* **Input**
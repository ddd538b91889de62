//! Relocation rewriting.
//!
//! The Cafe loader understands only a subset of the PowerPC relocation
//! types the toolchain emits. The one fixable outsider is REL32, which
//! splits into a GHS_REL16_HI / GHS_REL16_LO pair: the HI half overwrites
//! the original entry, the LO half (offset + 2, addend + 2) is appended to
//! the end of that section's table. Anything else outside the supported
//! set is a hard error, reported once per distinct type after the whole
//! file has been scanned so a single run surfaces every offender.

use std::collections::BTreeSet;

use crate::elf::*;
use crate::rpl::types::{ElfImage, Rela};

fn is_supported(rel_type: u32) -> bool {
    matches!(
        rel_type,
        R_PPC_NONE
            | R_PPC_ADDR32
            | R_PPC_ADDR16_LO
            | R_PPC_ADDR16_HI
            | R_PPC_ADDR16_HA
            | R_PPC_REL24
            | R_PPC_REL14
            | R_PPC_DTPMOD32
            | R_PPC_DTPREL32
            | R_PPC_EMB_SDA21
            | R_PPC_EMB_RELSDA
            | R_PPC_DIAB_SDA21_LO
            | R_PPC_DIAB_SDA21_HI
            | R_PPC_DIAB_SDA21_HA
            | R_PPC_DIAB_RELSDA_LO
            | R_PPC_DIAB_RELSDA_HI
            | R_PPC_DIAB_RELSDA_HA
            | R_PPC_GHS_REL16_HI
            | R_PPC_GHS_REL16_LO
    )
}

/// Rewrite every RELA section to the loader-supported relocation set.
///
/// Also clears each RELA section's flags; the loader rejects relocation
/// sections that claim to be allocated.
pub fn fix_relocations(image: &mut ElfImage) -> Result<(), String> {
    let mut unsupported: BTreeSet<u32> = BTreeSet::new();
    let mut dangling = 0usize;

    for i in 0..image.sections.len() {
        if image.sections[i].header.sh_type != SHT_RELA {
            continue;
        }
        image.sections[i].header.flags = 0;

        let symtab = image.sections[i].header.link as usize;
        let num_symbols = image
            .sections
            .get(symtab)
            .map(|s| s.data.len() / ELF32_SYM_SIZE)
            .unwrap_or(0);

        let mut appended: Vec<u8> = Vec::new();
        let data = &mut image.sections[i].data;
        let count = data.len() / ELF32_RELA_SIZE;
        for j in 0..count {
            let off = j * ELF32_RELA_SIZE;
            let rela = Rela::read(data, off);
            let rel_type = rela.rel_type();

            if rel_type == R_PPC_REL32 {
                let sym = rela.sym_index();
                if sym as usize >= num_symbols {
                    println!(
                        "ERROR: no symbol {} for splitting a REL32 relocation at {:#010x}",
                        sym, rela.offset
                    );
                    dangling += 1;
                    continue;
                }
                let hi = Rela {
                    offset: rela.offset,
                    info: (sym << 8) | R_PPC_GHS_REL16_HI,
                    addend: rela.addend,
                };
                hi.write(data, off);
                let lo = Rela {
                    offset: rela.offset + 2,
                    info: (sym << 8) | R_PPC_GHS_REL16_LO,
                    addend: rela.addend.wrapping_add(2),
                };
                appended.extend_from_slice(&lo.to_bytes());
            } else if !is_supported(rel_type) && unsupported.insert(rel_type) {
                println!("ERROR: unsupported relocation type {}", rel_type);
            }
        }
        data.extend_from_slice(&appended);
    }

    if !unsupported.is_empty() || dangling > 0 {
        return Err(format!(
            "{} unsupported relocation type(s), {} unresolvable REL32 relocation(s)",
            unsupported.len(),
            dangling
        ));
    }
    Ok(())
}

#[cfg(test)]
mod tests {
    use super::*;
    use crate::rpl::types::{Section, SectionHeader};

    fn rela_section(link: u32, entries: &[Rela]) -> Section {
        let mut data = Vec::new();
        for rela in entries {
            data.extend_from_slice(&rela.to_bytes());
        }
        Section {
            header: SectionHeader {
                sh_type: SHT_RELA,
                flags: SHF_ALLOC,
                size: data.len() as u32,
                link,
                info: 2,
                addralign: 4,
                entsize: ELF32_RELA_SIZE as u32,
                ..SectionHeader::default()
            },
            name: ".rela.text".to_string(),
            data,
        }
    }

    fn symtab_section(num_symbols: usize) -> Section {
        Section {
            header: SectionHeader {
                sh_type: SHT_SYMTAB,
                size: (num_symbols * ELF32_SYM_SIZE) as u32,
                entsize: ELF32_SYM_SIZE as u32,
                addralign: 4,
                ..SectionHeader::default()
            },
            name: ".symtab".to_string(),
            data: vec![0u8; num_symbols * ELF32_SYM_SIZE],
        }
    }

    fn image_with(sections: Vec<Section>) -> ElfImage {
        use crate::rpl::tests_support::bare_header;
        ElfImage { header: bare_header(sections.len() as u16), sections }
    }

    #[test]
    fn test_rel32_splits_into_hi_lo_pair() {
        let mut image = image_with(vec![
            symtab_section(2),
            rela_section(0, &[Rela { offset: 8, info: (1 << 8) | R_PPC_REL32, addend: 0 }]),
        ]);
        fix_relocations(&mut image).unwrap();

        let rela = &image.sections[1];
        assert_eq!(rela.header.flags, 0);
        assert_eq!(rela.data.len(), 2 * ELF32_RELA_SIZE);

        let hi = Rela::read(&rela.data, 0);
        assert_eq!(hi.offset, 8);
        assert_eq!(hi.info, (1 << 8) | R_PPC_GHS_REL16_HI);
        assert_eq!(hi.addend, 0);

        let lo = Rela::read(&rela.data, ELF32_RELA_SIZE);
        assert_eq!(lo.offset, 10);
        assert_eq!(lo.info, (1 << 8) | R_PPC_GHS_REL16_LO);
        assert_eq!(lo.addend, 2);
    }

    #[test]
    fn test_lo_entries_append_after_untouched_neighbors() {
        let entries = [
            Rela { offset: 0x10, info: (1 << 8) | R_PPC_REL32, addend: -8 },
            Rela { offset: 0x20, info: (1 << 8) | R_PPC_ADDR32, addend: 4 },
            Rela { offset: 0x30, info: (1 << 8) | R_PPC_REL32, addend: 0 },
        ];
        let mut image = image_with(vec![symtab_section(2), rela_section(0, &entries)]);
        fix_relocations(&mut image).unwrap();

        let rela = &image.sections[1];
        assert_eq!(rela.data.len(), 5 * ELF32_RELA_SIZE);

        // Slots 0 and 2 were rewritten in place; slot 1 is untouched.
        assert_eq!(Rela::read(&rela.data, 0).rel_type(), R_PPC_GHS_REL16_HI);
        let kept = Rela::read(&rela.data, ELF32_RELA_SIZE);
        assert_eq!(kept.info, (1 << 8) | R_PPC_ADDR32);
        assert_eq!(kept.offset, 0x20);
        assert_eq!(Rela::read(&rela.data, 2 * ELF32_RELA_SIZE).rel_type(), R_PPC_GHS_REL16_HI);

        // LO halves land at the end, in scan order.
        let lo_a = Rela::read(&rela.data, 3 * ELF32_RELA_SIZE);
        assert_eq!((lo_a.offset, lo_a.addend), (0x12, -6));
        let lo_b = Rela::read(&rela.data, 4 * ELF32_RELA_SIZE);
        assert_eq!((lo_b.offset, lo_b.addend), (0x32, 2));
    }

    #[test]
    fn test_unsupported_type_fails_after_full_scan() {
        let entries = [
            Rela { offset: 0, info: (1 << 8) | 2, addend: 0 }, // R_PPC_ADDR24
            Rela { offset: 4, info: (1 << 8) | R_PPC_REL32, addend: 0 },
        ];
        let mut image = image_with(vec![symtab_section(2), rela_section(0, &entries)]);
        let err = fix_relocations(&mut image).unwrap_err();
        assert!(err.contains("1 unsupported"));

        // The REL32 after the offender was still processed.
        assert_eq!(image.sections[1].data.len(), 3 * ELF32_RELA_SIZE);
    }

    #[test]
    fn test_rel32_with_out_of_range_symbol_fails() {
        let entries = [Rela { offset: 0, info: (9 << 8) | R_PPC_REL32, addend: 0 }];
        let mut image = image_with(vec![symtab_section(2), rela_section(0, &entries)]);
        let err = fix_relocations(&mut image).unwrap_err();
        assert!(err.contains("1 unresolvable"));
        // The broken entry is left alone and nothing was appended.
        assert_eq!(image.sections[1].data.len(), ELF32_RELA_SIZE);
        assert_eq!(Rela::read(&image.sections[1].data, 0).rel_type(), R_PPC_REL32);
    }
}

* **Work task**
Figure out how many lines of the data above include "BTreeSet", then give the number and nothing more.

* **Answer to this problem**
2